В июле 1907 года Мария Ливеровская подает прошение ректору Петербургского университета профессору И. Боргману о поступлении в качестве вольнослушательницы на романо-германское отделение университета. Это был довольно дерзкий и не совсем обычный поступок, несмотря на то что формально, после событий 1905 года, женщинам разрешалось в исключительных случаях вступать в стены российских университетов. Но случалось это редко и разрешалось весьма неохотно. Однако прошение Марии Ливеровской было удовлетворено...
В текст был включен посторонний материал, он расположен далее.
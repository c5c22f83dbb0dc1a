//! Domain error model.

use thiserror::Error;

/// Result type used across the domain layer.
pub type DomainResult<T> = Result<T, DomainError>;

/// Domain-level error.
///
/// Keep this focused on deterministic, business/domain failures (bad
/// movements, broken invariants, conflicts). Storage failures belong to the infra layer.
#[derive(Debug, Error, Clone, PartialEq, Eq)]
pub enum DomainError {
    /// A movement type is unknown, or its quantity makes no sense for it.
    #[error("invalid movement: {0}")]
    InvalidMovement(String),

    /// A domain invariant was violated (e.g. a running balance out of step).
    #[error("invariant violated: {0}")]
    InvariantViolation(String),

    /// An identifier was invalid (e.g. parse failure).
    #[error("invalid identifier: {0}")]
    InvalidId(String),

    /// A conflict occurred (e.g. stale version / optimistic concurrency).
    #[error("conflict: {0}")]
    Conflict(String),
}

impl DomainError {
    pub fn invalid_movement(msg: impl Into<String>) -> Self {
        Self::InvalidMovement(msg.into())
    }

    pub fn invariant(msg: impl Into<String>) -> Self {
        Self::InvariantViolation(msg.into())
    }

    pub fn invalid_id(msg: impl Into<String>) -> Self {
        Self::InvalidId(msg.into())
    }

    pub fn conflict(msg: impl Into<String>) -> Self {
        Self::Conflict(msg.into())
    }
}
Начало 1910-х годов. Это расцвет русской классической филологии и романо-германистки, в частности в Петербургском университете. Здесь царствовала и торжествовала научная школа и традиции профессора Алексея Веселовского и Владимира Ламанского, а самый тон задавали их ученики — профессора В.Ф. Шишмарев, Ф.А. Батюшков, И.М. Гревс, Д.К. Петров, Е.И. Аничков, С.Ф. Булич, А.К. Тиандер, С.А. Адрианов, Ф.Ф. Зелинский, А.А. Бодуэн де Куртенэ, Л.М. Щерба и др. Руководил всей этой когортой знаменитостей декан факультета, талантливейший романо-германист и обаятельный человек профессор Фёдор Александрович Браун. Как превосходный знаток европейских языков (включая испанский и португальский), прирожденный лингвист Мария Ливеровская довольно быстро достигла больших успехов в изучении редких и сложнейших образцов средневекового романо-германского эпоса. Это восхищало как педагогов, так и ее коллег и сокурсников. А это были молодые будущие профессора и превосходные юноши: Константин Мочульский, Алексей Гвоздев, Виктор Жирмунский, Гриша Гуковский, Сергей Балухатый, Тэдди Фьельструп, Сергей Боткин, Александр Смирнов, Борис Кржевский, два брата Шкловских — Владимир и Виктор, три брата Гиппиус — Александр, Василий и Владимир и др. Все они сразу стали и постоянными посетителями «журфиксов». Наталия Милиевна Аничкова, любимая ученица М.И. в гимназии Л.С. Таганцевой, много позже вспоминала: «...Царила полная непринуждённость и веселье. Пели, играли на рояле, танцевали, декламировали, играли в шарады. За ужином кто-нибудь, говорил спич, конечно, веселый. Однажды Жирмунский и Мочульский сказали речи по-латыни, и Мария Исидоровна им ответила тоже по-латыни. Алексей Васильевич, блистающий остроумием, всех по очереди поддевал, но на него никто не обижался — обаятельный человек, он был любим всеми».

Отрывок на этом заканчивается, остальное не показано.